▸ **Task statement**
Return every line of the entries that includes the word "LlOutcome".

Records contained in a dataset
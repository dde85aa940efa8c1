//! # Registry — Confirmed Mersenne Prime Exponents
//!
//! An immutable, ascending list of exponents p for which 2^p − 1 is a
//! confirmed Mersenne prime. The largest entry is the search *frontier*:
//! nothing at or below it is ever a candidate.
//!
//! The registry is a plain value. Analysis, generation and filtering all take
//! it by reference at call time; there is no process-wide copy.
//!
//! ## References
//!
//! - OEIS: [A000043](https://oeis.org/A000043) — Mersenne exponents.
//! - GIMPS milestones: <https://www.mersenne.org/primes/>

use std::sync::Arc;

/// All 52 confirmed Mersenne prime exponents, ascending.
pub const KNOWN_EXPONENTS: [u64; 52] = [
    2, 3, 5, 7, 13, 17, 19, 31, 61, 89, 107, 127, 521, 607, 1279, 2203, 2281, 3217, 4253, 4423,
    9689, 9941, 11213, 19937, 21701, 23209, 44497, 86243, 110503, 132049, 216091, 756839, 859433,
    1257787, 1398269, 2976221, 3021377, 6972593, 13466917, 20996011, 24036583, 25964951, 30402457,
    32582657, 37156667, 42643801, 43112609, 57885161, 74207281, 77232917, 82589933, 136279841,
];

#[derive(Clone, Debug, PartialEq, Eq)]
pub struct Registry {
    exponents: Arc<[u64]>,
}

impl Default for Registry {
    fn default() -> Self {
        Self::known()
    }
}

impl Registry {
    /// The registry of all confirmed exponents.
    pub fn known() -> Self {
        Registry {
            exponents: Arc::from(&KNOWN_EXPONENTS[..]),
        }
    }

    /// Build a registry from arbitrary exponents. Input is sorted and
    /// deduplicated; zero and one are dropped (2^0−1 and 2^1−1 are not prime).
    pub fn from_exponents(exponents: impl IntoIterator<Item = u64>) -> Self {
        let mut v: Vec<u64> = exponents.into_iter().filter(|&p| p >= 2).collect();
        v.sort_unstable();
        v.dedup();
        Registry {
            exponents: Arc::from(v),
        }
    }

    /// The known registry cut off at `frontier` (inclusive). Used to replay
    /// the search as it stood when `frontier` was the largest known exponent.
    pub fn truncated_at(frontier: u64) -> Self {
        Self::from_exponents(KNOWN_EXPONENTS.iter().copied().filter(|&p| p <= frontier))
    }

    /// Largest confirmed exponent, or 0 for an empty registry.
    pub fn frontier(&self) -> u64 {
        self.exponents.last().copied().unwrap_or(0)
    }

    pub fn contains(&self, p: u64) -> bool {
        self.exponents.binary_search(&p).is_ok()
    }

    pub fn len(&self) -> usize {
        self.exponents.len()
    }

    pub fn is_empty(&self) -> bool {
        self.exponents.is_empty()
    }

    pub fn as_slice(&self) -> &[u64] {
        &self.exponents
    }

    pub fn iter(&self) -> impl Iterator<Item = u64> + '_ {
        self.exponents.iter().copied()
    }
}
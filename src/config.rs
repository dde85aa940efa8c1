//! Search configuration, as handed over by an external loader.
//!
//! Every field has a default so a partial TOML file is enough:
//!
//! ```toml
//! candidate_count = 50
//! workers = 8
//! timeout_secs = 600
//!
//! [[windows]]
//! start = 136279842
//! end = 140000000
//!
//! [verifier]
//! enabled = true
//! worktodo_path = "/opt/mprime/worktodo.txt"
//! results_path = "/opt/mprime/results.txt"
//! mode = "prp"
//! ```

use anyhow::{Context, Result};
use serde::{Deserialize, Serialize};
use std::path::{Path, PathBuf};
use std::time::Duration;

use crate::bridge::{WorkMode, DEFAULT_FACTOR_BITS};
use crate::error::SearchError;
use crate::filter::MAX_TRIAL_FACTOR_BITS;
use crate::registry::KNOWN_EXPONENTS;

/// How an internal PRIME verdict is counted.
#[derive(Clone, Copy, Debug, Default, PartialEq, Eq, Serialize, Deserialize)]
#[serde(rename_all = "kebab-case")]
pub enum DiscoveryPolicy {
    /// Count it at once; external confirmation only upgrades the log entry.
    #[default]
    Immediate,
    /// Log it as pending; count it when the verifier confirms.
    AwaitExternal,
}

#[derive(Clone, Copy, Debug, PartialEq, Eq, Serialize, Deserialize)]
pub struct SearchWindow {
    pub start: u64,
    pub end: u64,
}

#[derive(Clone, Debug, PartialEq, Serialize, Deserialize)]
#[serde(default)]
pub struct VerifierConfig {
    pub enabled: bool,
    pub worktodo_path: PathBuf,
    pub results_path: PathBuf,
    pub mode: WorkMode,
    pub factor_bits: u32,
    pub binary: Option<PathBuf>,
    pub working_dir: Option<PathBuf>,
    pub auto_launch: bool,
}

impl Default for VerifierConfig {
    fn default() -> Self {
        VerifierConfig {
            enabled: false,
            worktodo_path: PathBuf::from("worktodo.txt"),
            results_path: PathBuf::from("results.txt"),
            mode: WorkMode::Ll,
            factor_bits: DEFAULT_FACTOR_BITS,
            binary: None,
            working_dir: None,
            auto_launch: false,
        }
    }
}

#[derive(Clone, Debug, PartialEq, Serialize, Deserialize)]
#[serde(default)]
pub struct SearchConfig {
    pub windows: Vec<SearchWindow>,
    pub candidate_count: usize,
    pub workers: usize,
    /// Per-candidate Lucas–Lehmer budget; 0 means unlimited.
    pub timeout_secs: u64,
    /// Results between state saves.
    pub batch_size: usize,
    pub progress_interval_secs: u64,
    pub seed: u64,
    pub policy: DiscoveryPolicy,
    pub retry_timeouts: bool,
    /// Trial-factoring depth for 2^p − 1 in the filter; 0 disables.
    pub trial_factor_bits: u32,
    pub state_path: PathBuf,
    pub discovery_log_path: PathBuf,
    pub verifier: VerifierConfig,
}

impl Default for SearchConfig {
    fn default() -> Self {
        let frontier = KNOWN_EXPONENTS[KNOWN_EXPONENTS.len() - 1];
        SearchConfig {
            windows: vec![SearchWindow {
                start: frontier + 1,
                end: 140_000_000,
            }],
            candidate_count: 100,
            workers: 4,
            timeout_secs: 3600,
            batch_size: 10,
            progress_interval_secs: 30,
            seed: crate::generator::DEFAULT_SEED,
            policy: DiscoveryPolicy::Immediate,
            retry_timeouts: true,
            trial_factor_bits: 0,
            state_path: PathBuf::from("mersenne_state.json"),
            discovery_log_path: PathBuf::from("discoveries.jsonl"),
            verifier: VerifierConfig::default(),
        }
    }
}

impl SearchConfig {
    pub fn from_toml_str(content: &str) -> Result<Self> {
        let config: SearchConfig = toml::from_str(content).context("parsing search config")?;
        config.validate()?;
        Ok(config)
    }

    pub fn load(path: &Path) -> Result<Self> {
        let content = std::fs::read_to_string(path)
            .with_context(|| format!("reading config {}", path.display()))?;
        Self::from_toml_str(&content)
    }

    pub fn to_toml_string(&self) -> Result<String> {
        Ok(toml::to_string_pretty(self)?)
    }

    /// Reject malformed windows and zero sizes before any work starts.
    pub fn validate(&self) -> Result<(), SearchError> {
        if self.windows.is_empty() {
            return Err(SearchError::Config("at least one search window is required".into()));
        }
        for w in &self.windows {
            if w.start >= w.end {
                return Err(SearchError::InvalidWindow {
                    start: w.start,
                    end: w.end,
                });
            }
        }
        if self.candidate_count == 0 {
            return Err(SearchError::InvalidCount);
        }
        if self.workers == 0 {
            return Err(SearchError::Config("workers must be at least 1".into()));
        }
        if self.batch_size == 0 {
            return Err(SearchError::Config("batch_size must be at least 1".into()));
        }
        if self.trial_factor_bits > MAX_TRIAL_FACTOR_BITS {
            return Err(SearchError::Config(format!(
                "trial_factor_bits {} exceeds {}",
                self.trial_factor_bits, MAX_TRIAL_FACTOR_BITS
            )));
        }
        if self.verifier.auto_launch && self.verifier.binary.is_none() {
            return Err(SearchError::Config(
                "verifier.auto_launch requires verifier.binary".into(),
            ));
        }
        Ok(())
    }

    pub fn budget(&self) -> Option<Duration> {
        (self.timeout_secs > 0).then(|| Duration::from_secs(self.timeout_secs))
    }

    pub fn progress_interval(&self) -> Duration {
        Duration::from_secs(self.progress_interval_secs.max(1))
    }
}
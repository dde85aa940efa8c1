//! # Lucas–Lehmer — Deterministic Primality Proof for 2^p − 1
//!
//! For an odd prime p, M = 2^p − 1 is prime iff s_{p−2} ≡ 0 (mod M), where
//! s_0 = 4 and s_{k+1} = s_k² − 2. The test is a proof, not a probable-prime
//! screen: if the loop completes, the verdict is exact.
//!
//! ## Mersenne Reduction
//!
//! Because 2^p ≡ 1 (mod M), any x reduces as x ≡ (x mod 2^p) + ⌊x / 2^p⌋,
//! i.e. one mask and one shift instead of a full division. At most two folds
//! bring a square back below 2^p; a final compare maps M itself to 0.
//!
//! ## Budget and Cancellation
//!
//! Elapsed time and the stop signal are checked at a checkpoint: every
//! iteration for p < 10,000; above that every 10^7 / p iterations, at most
//! 1,000 apart, so exponents past 10 million are checked every iteration.
//! Exceeding the budget or seeing a stop yields `Verdict::Timeout`, which
//! asserts nothing about M. A run can only be abandoned between checkpoints.
//!
//! ## Complexity
//!
//! p − 2 squarings of p-bit integers, O(p · M(p)) with GMP's FFT multiply.
//! Exponents in the tens of millions take days here; those are delegated to
//! the external verifier.
//!
//! ## References
//!
//! - D. H. Lehmer, "An Extended Theory of Lucas' Functions", Annals of
//!   Mathematics, 31(3), 1930.
//! - R. Crandall, C. Pomerance, "Prime Numbers: A Computational Perspective",
//!   2nd ed., §4.2.1.

use chrono::{DateTime, Utc};
use rug::{Assign, Integer};
use serde::{Deserialize, Serialize};
use std::fmt;
use std::time::{Duration, Instant};
use tracing::{debug, warn};

use crate::{NeverStop, StopSignal};

/// Exponents below this check the clock every iteration.
pub const SMALL_EXPONENT: u64 = 10_000;
/// Upper bound on iterations between checkpoints.
pub const CHECK_INTERVAL: u64 = 1_000;
/// Large p checkpoint every `CHECK_WORK_BITS / p` iterations, clamped to
/// `1..=CHECK_INTERVAL`.
const CHECK_WORK_BITS: u64 = 10_000_000;

#[derive(Clone, Copy, Debug, PartialEq, Eq, Hash, Serialize, Deserialize)]
#[serde(rename_all = "UPPERCASE")]
pub enum Verdict {
    Prime,
    Composite,
    Timeout,
}

impl fmt::Display for Verdict {
    fn fmt(&self, f: &mut fmt::Formatter<'_>) -> fmt::Result {
        match self {
            Verdict::Prime => write!(f, "PRIME"),
            Verdict::Composite => write!(f, "COMPOSITE"),
            Verdict::Timeout => write!(f, "TIMEOUT"),
        }
    }
}

#[derive(Clone, Debug, PartialEq, Eq)]
pub struct LlOutcome {
    pub exponent: u64,
    pub verdict: Verdict,
    pub iterations: u64,
    pub elapsed: Duration,
    /// Low 64 bits of the final residue; 0 for a prime. None on timeout.
    pub residue64: Option<u64>,
    pub finished_at: DateTime<Utc>,
}

impl LlOutcome {
    /// RES64 as printed by GIMPS clients.
    pub fn res64_hex(&self) -> Option<String> {
        self.residue64.map(|r| format!("{:016X}", r))
    }
}

/// Coarse progress report, emitted at fixed fractions of the run.
#[derive(Clone, Copy, Debug, PartialEq)]
pub struct LlProgress {
    pub exponent: u64,
    pub iteration: u64,
    pub total: u64,
    pub fraction: f64,
}

#[derive(Clone, Debug)]
pub struct LucasLehmer {
    budget: Option<Duration>,
    progress_step: f64,
}

impl Default for LucasLehmer {
    fn default() -> Self {
        LucasLehmer {
            budget: None,
            progress_step: 0.05,
        }
    }
}

/// Run the test with a wall-clock budget and no cancellation.
pub fn test(p: u64, budget: Option<Duration>) -> Verdict {
    LucasLehmer::new(budget)
        .run(p, &NeverStop, &mut |_| {})
        .verdict
}

impl LucasLehmer {
    pub fn new(budget: Option<Duration>) -> Self {
        LucasLehmer {
            budget,
            ..Default::default()
        }
    }

    /// Fraction of the run between progress callbacks (clamped to (0, 1]).
    pub fn with_progress_step(mut self, step: f64) -> Self {
        self.progress_step = if step.is_finite() && step > 0.0 {
            step.min(1.0)
        } else {
            1.0
        };
        self
    }

    pub fn budget(&self) -> Option<Duration> {
        self.budget
    }

    pub fn run(
        &self,
        p: u64,
        stop: &dyn StopSignal,
        on_progress: &mut dyn FnMut(LlProgress),
    ) -> LlOutcome {
        let start = Instant::now();
        let done = |verdict: Verdict, iterations: u64, residue64: Option<u64>| LlOutcome {
            exponent: p,
            verdict,
            iterations,
            elapsed: start.elapsed(),
            residue64,
            finished_at: Utc::now(),
        };

        if p < 2 {
            return done(Verdict::Composite, 0, None);
        }
        if p == 2 {
            return done(Verdict::Prime, 0, Some(0));
        }
        let bits = match u32::try_from(p) {
            Ok(b) => b,
            Err(_) => {
                warn!(exponent = p, "exponent exceeds in-process LL range, deferring");
                return done(Verdict::Timeout, 0, None);
            }
        };

        let modulus = (Integer::from(1) << bits) - 1u32;
        let total = p - 2;
        let check_every = if p < SMALL_EXPONENT {
            1
        } else {
            (CHECK_WORK_BITS / p).clamp(1, CHECK_INTERVAL)
        };
        let progress_every = ((total as f64 * self.progress_step).ceil() as u64).max(1);

        let mut s = Integer::from(4);
        let mut hi = Integer::new();

        for i in 1..=total {
            s.square_mut();
            s -= 2u32;
            reduce(&mut s, bits, &modulus, &mut hi);

            if i % check_every == 0 && i < total {
                if let Some(budget) = self.budget {
                    if start.elapsed() >= budget {
                        debug!(exponent = p, iteration = i, "LL budget exceeded");
                        return done(Verdict::Timeout, i, None);
                    }
                }
                if stop.is_stop_requested() {
                    debug!(exponent = p, iteration = i, "LL stopped at checkpoint");
                    return done(Verdict::Timeout, i, None);
                }
            }
            if i % progress_every == 0 || i == total {
                on_progress(LlProgress {
                    exponent: p,
                    iteration: i,
                    total,
                    fraction: i as f64 / total as f64,
                });
            }
        }

        let residue64 = s.to_u64_wrapping();
        let verdict = if s == 0 {
            Verdict::Prime
        } else {
            Verdict::Composite
        };
        done(verdict, total, Some(residue64))
    }
}

/// Reduce s into [0, M) using 2^p ≡ 1 (mod M).
fn reduce(s: &mut Integer, bits: u32, modulus: &Integer, hi: &mut Integer) {
    if *s < 0 {
        *s += modulus;
    }
    while s.significant_bits() > bits {
        hi.assign(&*s >> bits);
        s.keep_bits_mut(bits);
        *s += &*hi;
    }
    if *s == *modulus {
        s.assign(0);
    }
}
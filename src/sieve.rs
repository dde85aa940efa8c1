//! # Sieve — Small Primes and Word-Sized Modular Arithmetic
//!
//! Shared number-theoretic helpers for the admissibility filter and trial
//! factoring:
//!
//! 1. **Small-prime generation** with an odd-only sieve of Eratosthenes
//!    (one byte per odd number, index i ↔ 2i + 1).
//! 2. **Modular multiplication and exponentiation** on u64 with u128
//!    intermediates, valid for any modulus below 2^64.
//! 3. **GCD** for residue-class coprimality checks.

/// Generate all primes up to and including `limit`.
pub fn generate_primes(limit: u64) -> Vec<u64> {
    if limit < 2 {
        return vec![];
    }
    let limit = limit as usize;
    // composite[i] describes the odd number 2i + 1
    let odd_count = (limit + 1) / 2;
    let mut composite = vec![false; odd_count];
    composite[0] = true; // 1

    let mut i = 1;
    while (2 * i + 1) * (2 * i + 1) <= limit {
        if !composite[i] {
            let p = 2 * i + 1;
            let mut j = p * p / 2;
            while j < odd_count {
                composite[j] = true;
                j += p;
            }
        }
        i += 1;
    }

    let mut primes = Vec::with_capacity(estimate_prime_count(limit));
    primes.push(2);
    primes.extend(
        composite
            .iter()
            .enumerate()
            .filter(|(_, &c)| !c)
            .map(|(i, _)| (2 * i + 1) as u64),
    );
    primes
}

fn estimate_prime_count(n: usize) -> usize {
    if n < 10 {
        return 4;
    }
    let nf = n as f64;
    (1.3 * nf / nf.ln()) as usize
}

/// a·b mod m without overflow.
#[inline]
pub fn mul_mod(a: u64, b: u64, m: u64) -> u64 {
    (a as u128 * b as u128 % m as u128) as u64
}

/// base^exp mod modulus by binary exponentiation.
pub fn pow_mod(mut base: u64, mut exp: u64, modulus: u64) -> u64 {
    if modulus == 1 {
        return 0;
    }
    let mut result: u64 = 1;
    base %= modulus;
    while exp > 0 {
        if exp & 1 == 1 {
            result = mul_mod(result, base, modulus);
        }
        exp >>= 1;
        base = mul_mod(base, base, modulus);
    }
    result
}

pub fn gcd(mut a: u64, mut b: u64) -> u64 {
    while b != 0 {
        let t = b;
        b = a % b;
        a = t;
    }
    a
}

#[cfg(test)]
mod tests {
    use super::*;

    #[test]
    fn generate_primes_small_limits() {
        assert_eq!(generate_primes(0), Vec::<u64>::new());
        assert_eq!(generate_primes(1), Vec::<u64>::new());
        assert_eq!(generate_primes(2), vec![2]);
        assert_eq!(generate_primes(3), vec![2, 3]);
        assert_eq!(generate_primes(4), vec![2, 3]);
        assert_eq!(generate_primes(9), vec![2, 3, 5, 7]);
        assert_eq!(generate_primes(11), vec![2, 3, 5, 7, 11]);
        assert_eq!(generate_primes(30), vec![2, 3, 5, 7, 11, 13, 17, 19, 23, 29]);
    }

    /// π(x) from OEIS A000720.
    #[test]
    fn generate_primes_known_counts() {
        assert_eq!(generate_primes(100).len(), 25);
        assert_eq!(generate_primes(1000).len(), 168);
        assert_eq!(generate_primes(10_000).len(), 1229);
        assert_eq!(generate_primes(100_000).len(), 9592);
    }

    #[test]
    fn generate_primes_includes_square_limits() {
        // 49 = 7² must be crossed off, 47 kept
        let p = generate_primes(49);
        assert_eq!(p.last(), Some(&47));
        assert!(!p.contains(&49));
        assert_eq!(generate_primes(121).last(), Some(&113));
    }

    #[test]
    fn pow_mod_known_values() {
        assert_eq!(pow_mod(2, 10, 1000), 24);
        assert_eq!(pow_mod(3, 4, 100), 81);
        assert_eq!(pow_mod(5, 0, 7), 1);
        assert_eq!(pow_mod(7, 3, 1), 0);
        // 2^11 ≡ 1 (mod 23): 23 divides M11
        assert_eq!(pow_mod(2, 11, 23), 1);
    }

    #[test]
    fn mul_mod_near_u64_max() {
        let m = u64::MAX - 58; // largest prime below 2^64
        let a = m - 1;
        // (−1)·(−1) ≡ 1
        assert_eq!(mul_mod(a, a, m), 1);
    }

    #[test]
    fn gcd_basics() {
        assert_eq!(gcd(210, 11), 1);
        assert_eq!(gcd(210, 49), 7);
        assert_eq!(gcd(0, 5), 5);
        assert_eq!(gcd(12, 18), 6);
    }
}
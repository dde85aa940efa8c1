//! # Events — Structured Session Events
//!
//! A bounded, thread-safe event log for what the orchestrator does, decoupled
//! from any presentation layer. Every event is logged through `tracing`,
//! kept in a bounded recent-events buffer, and sent to any subscribers.
//!
//! | Variant | Emitted When |
//! |---------|-------------|
//! | `SessionStarted` | `run` begins, after state is loaded |
//! | `CandidatesReady` | a window has been generated and filtered |
//! | `TestFinished` | one Lucas–Lehmer test returns a verdict |
//! | `PrimeFound` | a PRIME verdict is appended to the discovery log |
//! | `Confirmation` | the external verifier confirms or refutes an exponent |
//! | `Warning` | non-fatal trouble (verifier I/O, worker failure) |
//! | `SessionCompleted` | the session reaches `Done` |
//!
//! Subscribers receive over `std::sync::mpsc`; a dropped receiver is pruned
//! on the next emit.

use chrono::{DateTime, Utc};
use serde::Serialize;
use std::collections::VecDeque;
use std::sync::mpsc::{self, Receiver, Sender};
use std::sync::Mutex;
use tracing::{info, warn};

use crate::lucas_lehmer::Verdict;

#[derive(Clone, Debug, PartialEq, Serialize)]
#[serde(tag = "kind", rename_all = "snake_case")]
pub enum Event {
    SessionStarted {
        session_id: String,
        last_exponent_tested: u64,
        deferred: usize,
    },
    CandidatesReady {
        start: u64,
        end: u64,
        generated: usize,
        admitted: usize,
    },
    TestFinished {
        exponent: u64,
        verdict: Verdict,
        seconds: f64,
    },
    PrimeFound {
        exponent: u64,
        digits: u64,
        verified_externally: bool,
    },
    Confirmation {
        exponent: u64,
        confirmed: bool,
    },
    Warning {
        context: String,
        message: String,
    },
    SessionCompleted {
        tested: u64,
        found: u64,
        timeouts: u64,
        elapsed_secs: f64,
    },
}

#[derive(Clone, Debug, Serialize)]
pub struct EventRecord {
    pub id: u64,
    pub at: DateTime<Utc>,
    pub event: Event,
}

const RECENT_EVENTS_CAP: usize = 200;

pub struct EventBus {
    inner: Mutex<BusInner>,
    cap: usize,
}

struct BusInner {
    recent: VecDeque<EventRecord>,
    subscribers: Vec<Sender<EventRecord>>,
    next_id: u64,
}

impl Default for EventBus {
    fn default() -> Self {
        Self::new()
    }
}

impl EventBus {
    pub fn new() -> Self {
        Self::with_capacity(RECENT_EVENTS_CAP)
    }

    pub fn with_capacity(cap: usize) -> Self {
        EventBus {
            inner: Mutex::new(BusInner {
                recent: VecDeque::with_capacity(cap),
                subscribers: Vec::new(),
                next_id: 1,
            }),
            cap: cap.max(1),
        }
    }

    pub fn subscribe(&self) -> Receiver<EventRecord> {
        let (tx, rx) = mpsc::channel();
        self.lock().subscribers.push(tx);
        rx
    }

    pub fn emit(&self, event: Event) {
        log_event(&event);
        let mut inner = self.lock();
        let record = EventRecord {
            id: inner.next_id,
            at: Utc::now(),
            event,
        };
        inner.next_id += 1;
        inner.subscribers.retain(|tx| tx.send(record.clone()).is_ok());
        if inner.recent.len() >= self.cap {
            inner.recent.pop_front();
        }
        inner.recent.push_back(record);
    }

    /// Most recent events, oldest first.
    pub fn recent(&self, limit: usize) -> Vec<EventRecord> {
        let inner = self.lock();
        let skip = inner.recent.len().saturating_sub(limit);
        inner.recent.iter().skip(skip).cloned().collect()
    }

    fn lock(&self) -> std::sync::MutexGuard<'_, BusInner> {
        self.inner.lock().unwrap_or_else(|e| e.into_inner())
    }
}

fn log_event(event: &Event) {
    match event {
        Event::SessionStarted {
            session_id,
            last_exponent_tested,
            deferred,
        } => info!(%session_id, last_exponent_tested, deferred, "session started"),
        Event::CandidatesReady {
            start,
            end,
            generated,
            admitted,
        } => info!(start, end, generated, admitted, "candidates ready"),
        Event::TestFinished {
            exponent,
            verdict,
            seconds,
        } => info!(exponent, %verdict, seconds, "test finished"),
        Event::PrimeFound {
            exponent,
            digits,
            verified_externally,
        } => info!(exponent, digits, verified_externally, "MERSENNE PRIME"),
        Event::Confirmation {
            exponent,
            confirmed,
        } => info!(exponent, confirmed, "external verifier result"),
        Event::Warning { context, message } => warn!(%context, %message, "warning"),
        Event::SessionCompleted {
            tested,
            found,
            timeouts,
            elapsed_secs,
        } => info!(
            tested,
            found,
            timeouts,
            elapsed = format_args!("{:.1}s", elapsed_secs),
            "session completed"
        ),
    }
}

▸ **Written response**
pub struct LlOutcome {
impl LlOutcome {
    ) -> LlOutcome {
        let done = |verdict: Verdict, iterations: u64, residue64: Option<u64>| LlOutcome {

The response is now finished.